Atm-Trenord, fusione fredda Maroni: «È Pisapia che frena»

L'ipotizzata fusione fra Trenord e Atm sarebbe frenata da «problemi politici» del sindaco di Milano: è la convinzione espressa dal presidente della Regione Roberto Maroni durante una conferenza sul bilancio del 2014. Maroni ha ribadito la sua convinzione che il matrimonio fra le due aziende di trasporto pubblico «vada fatto». «Fra gli obiettivi strategici del 2014, dobbiamo trasformare in profondità il trasporto pubblico locale - ha spiegato - cominciando da quell'operazione Trenord-Atm che abbiamo studiato con il Comune di Milano: ho notato un certo raffreddamento dell'entusiasmo del sindaco Pisapia rispetto all'inizio, credo per problemi politici interni poco comprensibili». Il riferimento è all'uscita un po' stonata del sindaco rispetto agli incontri di qualche tempo prima: «Non ho mai parlato di fusione tra Atm e Trenord, ma di integrazione di servizi e biglietti, su questo non ho la stessa idea di Maroni - dichiarava il 3 dicembre ai microfoni di Radio Popolare -. Sono consapevole delle difficoltà e della non economicità della cosa, io ho infatti parlato di integrazione di servizi e di biglietti che è proprio una cosa completamente diversa dalla fusione».
Della fusione Atm e Trenord se ne parla da anni, in vari modi, così prima dell'estate si era riaperto per l'ennesima volta il dibattito tra Comune e Regione.

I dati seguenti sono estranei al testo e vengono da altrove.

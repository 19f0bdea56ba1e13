use std::path::Path;

use crate::shared::frame::Frame;
use crate::shared::video_metadata::VideoMetadata;
use crate::video::domain::frame_source::FrameSource;

/// Decodes video frames via ffmpeg-next (libavformat + libavcodec).
///
/// Converts each decoded frame to RGB24 and wraps it in a [`Frame`]. The
/// input context is released on `close` or when the reader is dropped.
pub struct FfmpegReader {
    input_ctx: Option<ffmpeg_next::format::context::Input>,
    video_stream_index: usize,
}

// Safety: FfmpegReader is only used from a single thread at a time.
// The raw pointers inside ffmpeg types are not shared across threads.
unsafe impl Send for FfmpegReader {}

impl FfmpegReader {
    pub fn new() -> Self {
        Self {
            input_ctx: None,
            video_stream_index: 0,
        }
    }
}

impl Default for FfmpegReader {
    fn default() -> Self {
        Self::new()
    }
}

impl FrameSource for FfmpegReader {
    fn open(&mut self, path: &Path) -> Result<VideoMetadata, Box<dyn std::error::Error>> {
        ffmpeg_next::init()?;

        let ictx = ffmpeg_next::format::input(path)?;

        let stream = ictx
            .streams()
            .best(ffmpeg_next::media::Type::Video)
            .ok_or("No video stream found")?;

        let video_stream_index = stream.index();
        let codec_ctx = ffmpeg_next::codec::context::Context::from_parameters(stream.parameters())?;
        let decoder = codec_ctx.decoder().video()?;

        let rate = stream.rate();
        let fps = if rate.denominator() != 0 {
            rate.numerator() as f64 / rate.denominator() as f64
        } else {
            0.0
        };

        let metadata = VideoMetadata {
            width: decoder.width(),
            height: decoder.height(),
            fps,
            total_frames: stream.frames().max(0) as usize,
            codec: decoder
                .codec()
                .map(|c| c.name().to_string())
                .unwrap_or_default(),
            source_path: Some(path.to_path_buf()),
        };

        self.video_stream_index = video_stream_index;
        self.input_ctx = Some(ictx);

        Ok(metadata)
    }

    fn frames(
        &mut self,
    ) -> Box<dyn Iterator<Item = Result<Frame, Box<dyn std::error::Error>>> + '_> {
        let Some(ictx) = self.input_ctx.as_mut() else {
            return Box::new(std::iter::once(Err("FfmpegReader: not opened".into())));
        };

        match DecodeStream::new(ictx, self.video_stream_index) {
            Ok(stream) => Box::new(stream),
            Err(e) => Box::new(std::iter::once(Err(e))),
        }
    }

    fn close(&mut self) {
        self.input_ctx = None;
    }
}

/// Pulls packets from the container and yields RGB frames in decode order.
///
/// Any ffmpeg error is yielded once and then the stream is exhausted, so a
/// [`DecodeHalt`](crate::video::domain::decode_halt::DecodeHalt) downstream
/// sees it as the end of the video.
struct DecodeStream<'a> {
    input: &'a mut ffmpeg_next::format::context::Input,
    stream_index: usize,
    decoder: ffmpeg_next::decoder::Video,
    to_rgb: ffmpeg_next::software::scaling::Context,
    width: u32,
    height: u32,
    next_index: usize,
    state: DecodeState,
}

#[derive(Clone, Copy, PartialEq, Eq)]
enum DecodeState {
    Reading,
    Draining,
    Finished,
}

type FrameResult = Result<Frame, Box<dyn std::error::Error>>;

impl<'a> DecodeStream<'a> {
    fn new(
        input: &'a mut ffmpeg_next::format::context::Input,
        stream_index: usize,
    ) -> Result<Self, Box<dyn std::error::Error>> {
        let parameters = input
            .stream(stream_index)
            .ok_or("video stream vanished between open and decode")?
            .parameters();
        let decoder = ffmpeg_next::codec::context::Context::from_parameters(parameters)?
            .decoder()
            .video()?;

        let (width, height) = (decoder.width(), decoder.height());
        let to_rgb = ffmpeg_next::software::scaling::Context::get(
            decoder.format(),
            width,
            height,
            ffmpeg_next::format::Pixel::RGB24,
            width,
            height,
            ffmpeg_next::software::scaling::Flags::BILINEAR,
        )?;

        Ok(Self {
            input,
            stream_index,
            decoder,
            to_rgb,
            width,
            height,
            next_index: 0,
            state: DecodeState::Reading,
        })
    }

    /// Converts the next frame buffered in the decoder, if there is one.
    fn receive(&mut self) -> Option<FrameResult> {
        let mut yuv = ffmpeg_next::util::frame::video::Video::empty();
        self.decoder.receive_frame(&mut yuv).ok()?;

        let mut rgb = ffmpeg_next::util::frame::video::Video::empty();
        if let Err(e) = self.to_rgb.run(&yuv, &mut rgb) {
            return Some(self.fail(e));
        }
        let frame = Frame::new(
            packed_rgb(&rgb, self.width, self.height),
            self.width,
            self.height,
            self.next_index,
        );
        self.next_index += 1;
        Some(Ok(frame))
    }

    fn fail(&mut self, error: ffmpeg_next::Error) -> FrameResult {
        self.state = DecodeState::Finished;
        Err(Box::new(error))
    }

    /// Feeds one video packet to the decoder. `false` once the container is
    /// exhausted and the decoder has been told to flush.
    fn feed(&mut self) -> Result<bool, ffmpeg_next::Error> {
        loop {
            match self.input.packets().next() {
                Some((stream, packet)) if stream.index() == self.stream_index => {
                    self.decoder.send_packet(&packet)?;
                    return Ok(true);
                }
                Some(_) => continue,
                None => {
                    // EOF may already have been signalled by a short stream.
                    let _ = self.decoder.send_eof();
                    return Ok(false);
                }
            }
        }
    }
}

impl Iterator for DecodeStream<'_> {
    type Item = FrameResult;

    fn next(&mut self) -> Option<FrameResult> {
        loop {
            match self.state {
                DecodeState::Finished => return None,
                DecodeState::Draining => {
                    let frame = self.receive();
                    if frame.is_none() {
                        self.state = DecodeState::Finished;
                    }
                    return frame;
                }
                DecodeState::Reading => {
                    if let Some(frame) = self.receive() {
                        return Some(frame);
                    }
                    match self.feed() {
                        Ok(true) => {}
                        Ok(false) => self.state = DecodeState::Draining,
                        Err(e) => return Some(self.fail(e)),
                    }
                }
            }
        }
    }
}

/// Drops the per-row padding ffmpeg adds (stride >= width * 3).
fn packed_rgb(rgb: &ffmpeg_next::util::frame::video::Video, width: u32, height: u32) -> Vec<u8> {
    let stride = rgb.stride(0);
    let row_bytes = width as usize * 3;
    rgb.data(0)
        .chunks(stride)
        .take(height as usize)
        .flat_map(|row| &row[..row_bytes])
        .copied()
        .collect()
}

Tra agosto e ottobre sono stati fatti degli incontri tra i rispettivi assessorati alla Mobilità, sia tecnici che politici, e poi tra il sindaco e il governatore. Diversi gli aspetti da valutare, a partire da quello economico.

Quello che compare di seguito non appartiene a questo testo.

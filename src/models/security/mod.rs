//! Security models
//!
//! - `error`: Error types for secret resolution
//! - `secret`: Secret values and zeroization

mod error;
mod secret;

pub use error::{SecurityError, SecurityResult};
pub use secret::{SecretString, SecretValue};
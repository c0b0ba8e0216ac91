//! Periodic recovery of missed and unresolved references.

mod sweeper;

pub use sweeper::{RecoverySweeper, SweepReport};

Parallelamente si lavora, con maggior convinzione, all'integrazione tariffaria: tema anche questo di lunga data su cui però incombe la scadenza di Expo 2105. Sulla necessità di avere un biglietto unico e un'unico abbonamento al trasporto pubblico che permetta di spostarsi nell'area metropolitana istituzioni e forze politiche sono concordi. Non è invece un mistero che in piazza Scala ci siano perplessità sulla fusione a partire dalla conseguente perdita di controllo di Palazzo Marino sulle politiche del trasporto pubblico e la preoccupazione di salvaguardare il bilancio in attivo di Atm.
A mettere i puntini sulle i ci pensa l'assessore alla Mobilità di Palazzo Marino Pierfrancesco Maran: «Non si capisce il senso delle dichiarazioni di Maroni e quali siano questi “blocchi politici” cui fa riferimento. I primi confronti hanno confermato che una forte integrazione di sistema può portare grandi vantaggi, mentre sono tutti da verificare eventuali vantaggi di una fusione. Come già accertato dai primi rilievi, una fusione vera e propria è ben difficile che possa produrre economie di scala. Viceversa l'integrazione dei sistemi di trasporto locale e ferroviario è strategica sia per Expo, ma sia, soprattutto, per garantire a milanesi e lombardi servizi migliori e più semplici». Più tranchant la posizione di Sel - che recentemente ha organizzato un incontro pubblico sul tema - all'attacco con Luca Gibillini. «La politica dei trasporti è una cosa seria: forse troppo per Maroni. Maroni lamenta la cautela del Comune sulla fusione addebitandola a, per lui, non comprensibili motivi politici. Non capisce Maroni che prendere decisioni strategiche in un settore importante come il trasporto pubblico è proprio un compito della politica? Questo significa evitare scelte velleitarie, azzardate e incomprensibili, come una fusione societaria a freddo di cui sfugge l'orizzonte strategico».